If you were expecting “Tuck Everlasting” to be the Dio’s current presentation as announced last year in the theatre’s brochure, it isn’t. Finalizing permission from those who control the rights was unable to be completed as the show drew near so the Dio has brought back a show that has always been a crowd pleaser. But not to worry. This “Plaid” stands with the best of them. It features a brand new cast with fantastic vocal harmonies and comedic skills to match.
The Plaids, of course, are a male vocal group in the style of The Four Freshman or The Four Lads. The story goes that they were bound for New York and the Ed Sullivan Show to see a new band that was appearing called The Beatles. Unfortunately the vehicle they were riding in was rammed by a school bus filled with Catholic school girls and all four members perished.
Perhaps there’s some heavenly remorse attached to the fact that the fates have given them one last opportunity to give the concert they never were able to give. Caught between reality and the afterlife, they’re self conscious and not quite sure what’s expected of them. But the Plaids, in the form of the talented cast that director Steve DeBruyne has assembled.
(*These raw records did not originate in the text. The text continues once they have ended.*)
//! Cornerstore Storefront - shopper-facing JSON service.
//!
//! This binary serves the storefront on port 3000.
//!
//! # Architecture
//!
//! - Axum web framework, JSON responses
//! - Remote catalog service for categories and products
//! - Per-session carts held in an in-memory session store
//!
//! # Security
//!
//! This binary only has access to:
//! - The catalog service (optionally with a bearer token)
//!
//! It keeps no database; sessions and carts are lost on restart.

#![cfg_attr(not(test), forbid(unsafe_code))]

use cornerstore_storefront::config::StorefrontConfig;
use cornerstore_storefront::routes;
use cornerstore_storefront::state::AppState;
use sentry::integrations::tracing as sentry_tracing;
use tracing_subscriber::{layer::SubscriberExt, util::SubscriberInitExt};

/// Initialize Sentry error tracking and return guard that must be kept alive.
fn init_sentry(config: &StorefrontConfig) -> Option<sentry::ClientInitGuard> {
    let dsn = config.sentry_dsn.as_ref()?;

    let guard = sentry::init((
        dsn.as_str(),
        sentry::ClientOptions {
            release: sentry::release_name!(),
            environment: config
                .sentry_environment
                .clone()
                .map(std::borrow::Cow::Owned),
            attach_stacktrace: true,
            ..Default::default()
        },
    ));

    tracing::info!("Sentry initialized");
    Some(guard)
}

/// Filter tracing events to Sentry event types.
fn sentry_event_filter(metadata: &tracing::Metadata<'_>) -> sentry_tracing::EventFilter {
    match *metadata.level() {
        tracing::Level::ERROR | tracing::Level::WARN => sentry_tracing::EventFilter::Event,
        tracing::Level::INFO | tracing::Level::DEBUG => sentry_tracing::EventFilter::Breadcrumb,
        _ => sentry_tracing::EventFilter::Ignore,
    }
}

#[tokio::main]
async fn main() {
    // Load configuration from environment (needed for Sentry init)
    let config = StorefrontConfig::from_env().expect("Failed to load configuration");

    // Initialize Sentry (must be done before tracing subscriber)
    let _sentry_guard = init_sentry(&config);

    // Defaults to info level for our crate if RUST_LOG is not set
    let env_filter = tracing_subscriber::EnvFilter::try_from_default_env()
        .unwrap_or_else(|_| "cornerstore_storefront=info,tower_http=debug".into());

    tracing_subscriber::registry()
        .with(env_filter)
        .with(tracing_subscriber::fmt::layer())
        .with(sentry_tracing::layer().event_filter(sentry_event_filter))
        .init();

    let addr = config.socket_addr();
    tracing::info!(catalog = %config.catalog.api_url, "Using catalog service");

    let state = AppState::new(config).expect("Failed to initialize application state");

    let app = routes::app(state)
        // Sentry layers (outermost for full request coverage)
        .layer(sentry_tower::NewSentryLayer::new_from_top())
        .layer(sentry_tower::SentryHttpLayer::new().enable_transaction());

    tracing::info!("storefront listening on {}", addr);

    let listener = tokio::net::TcpListener::bind(addr)
        .await
        .expect("Failed to bind to address");

    axum::serve(listener, app)
        .with_graceful_shutdown(shutdown_signal())
        .await
        .expect("Server error");
}

/// Wait for shutdown signal (Ctrl+C or SIGTERM).
async fn shutdown_signal() {
    let ctrl_c = async {
        tokio::signal::ctrl_c()
            .await
            .expect("Failed to install Ctrl+C handler");
    };

    #[cfg(unix)]
    let terminate = async {
        tokio::signal::unix::signal(tokio::signal::unix::SignalKind::terminate())
            .expect("Failed to install signal handler")
            .recv()
            .await;
    };

    #[cfg(not(unix))]
    let terminate = std::future::pending::<()>();

    tokio::select! {
        () = ctrl_c => {},
        () = terminate => {},
    }

    tracing::info!("Shutdown signal received, starting graceful shutdown");
}
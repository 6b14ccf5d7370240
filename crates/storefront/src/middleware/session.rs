//! Session middleware configuration.
//!
//! Sessions live in a bounded in-memory cache that drops records once their
//! expiry passes. They carry the shopper's cart and nothing else, so losing
//! them on restart only empties carts.

use tower_sessions::{Expiry, SessionManagerLayer};
use tower_sessions_moka_store::MokaStore;

use crate::config::StorefrontConfig;

/// Session cookie name.
pub const SESSION_COOKIE_NAME: &str = "cs_session";

/// Session expiry time in seconds (7 days).
const SESSION_EXPIRY_SECONDS: i64 = 7 * 24 * 60 * 60;

/// Most sessions held at once; the least recently used go first.
const MAX_SESSIONS: u64 = 100_000;

/// Session store that evicts expired and excess sessions.
#[must_use]
pub fn session_store() -> MokaStore {
    MokaStore::new(Some(MAX_SESSIONS))
}

/// Create the session layer backed by [`session_store`].
#[must_use]
pub fn create_session_layer(config: &StorefrontConfig) -> SessionManagerLayer<MokaStore> {
    SessionManagerLayer::new(session_store())
        .with_name(SESSION_COOKIE_NAME)
        .with_expiry(Expiry::OnInactivity(
            tower_sessions::cookie::time::Duration::seconds(SESSION_EXPIRY_SECONDS),
        ))
        .with_secure(config.is_secure())
        .with_same_site(tower_sessions::cookie::SameSite::Lax)
        .with_http_only(true)
        .with_path("/")
}
//! Single product view.

use cornerstore_core::{Product, ProductId};
use serde::Serialize;

use crate::catalog::{CatalogClient, CatalogError};

/// Shown when the requested ID is below 1.
pub const INVALID_PRODUCT_MESSAGE: &str = "Invalid productId";

/// Shown when the catalog does not know the product.
pub const NOT_FOUND_MESSAGE: &str = "The given product was not found.";

/// State of the product detail view.
#[derive(Debug, Clone, PartialEq, Eq, Serialize)]
#[serde(tag = "state", rename_all = "camelCase")]
pub enum ProductDetail {
    Invalid,
    Loading,
    NotFound,
    Failed { message: String },
    Loaded { product: Product },
}

impl ProductDetail {
    /// Initial state for `id`: `Invalid` for IDs below 1, `Loading` otherwise.
    #[must_use]
    pub const fn for_product(id: ProductId) -> Self {
        if id.is_valid() { Self::Loading } else { Self::Invalid }
    }

    /// Settle the view from a catalog lookup.
    #[must_use]
    pub fn resolve(result: Result<Product, CatalogError>) -> Self {
        match result {
            Ok(product) => Self::Loaded { product },
            Err(e) if e.is_not_found() => Self::NotFound,
            Err(e) => {
                tracing::warn!(error = %e, "Product lookup failed");
                Self::Failed {
                    message: format!("Error: {e}"),
                }
            }
        }
    }

    /// Look the product up, skipping the catalog for invalid IDs.
    pub async fn load(catalog: &CatalogClient, id: ProductId) -> Self {
        match Self::for_product(id) {
            Self::Loading => Self::resolve(catalog.product(id).await),
            state => state,
        }
    }

    /// The message rendered in place of the product, if any.
    #[must_use]
    pub fn message(&self) -> Option<&str> {
        match self {
            Self::Invalid => Some(INVALID_PRODUCT_MESSAGE),
            Self::NotFound => Some(NOT_FOUND_MESSAGE),
            Self::Failed { message } => Some(message),
            Self::Loading | Self::Loaded { .. } => None,
        }
    }

    #[must_use]
    pub const fn product(&self) -> Option<&Product> {
        match self {
            Self::Loaded { product } => Some(product),
            _ => None,
        }
    }
}
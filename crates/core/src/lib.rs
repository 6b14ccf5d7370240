//! Cornerstore Core - Shared domain types.
//!
//! This crate provides the types shared by every Cornerstore component:
//! - `storefront` - Shopper-facing cart, catalog client and view models
//! - `integration-tests` - End-to-end tests against a stub catalog
//!
//! # Architecture
//!
//! The core crate contains only types - no I/O, no HTTP clients, no session
//! handling. This keeps it lightweight and usable anywhere.
//!
//! # Modules
//!
//! - [`types`] - Type-safe IDs, catalog entities, users and order statuses

#![cfg_attr(not(test), forbid(unsafe_code))]

pub mod types;

pub use types::*;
It’s a varied repertoire the Plaids perform. The Four Aces’ “Three Coins in the Fountain” shares spotlight with Tennesse Ernie Ford’s “Sixteen Tons” and Perry Como’s “Catch a Falling Star”. In a show where every nearly every song is comedy infused, the best are the Caribbean Plaid medley, where the boys turn Harry Bellefonte’s “Matilda” into a truly remarkable visual feast, and the three minute eleven second abridgment of an entire season of the Ed Sullivan Show, and that includes jugglers, plate spinners, Topo Gigio, Senor Wences, dogs jumping through hoops, Russian dancers, and even the fat lady from the opera, all played to the accompaniment of “Lady of Spain”.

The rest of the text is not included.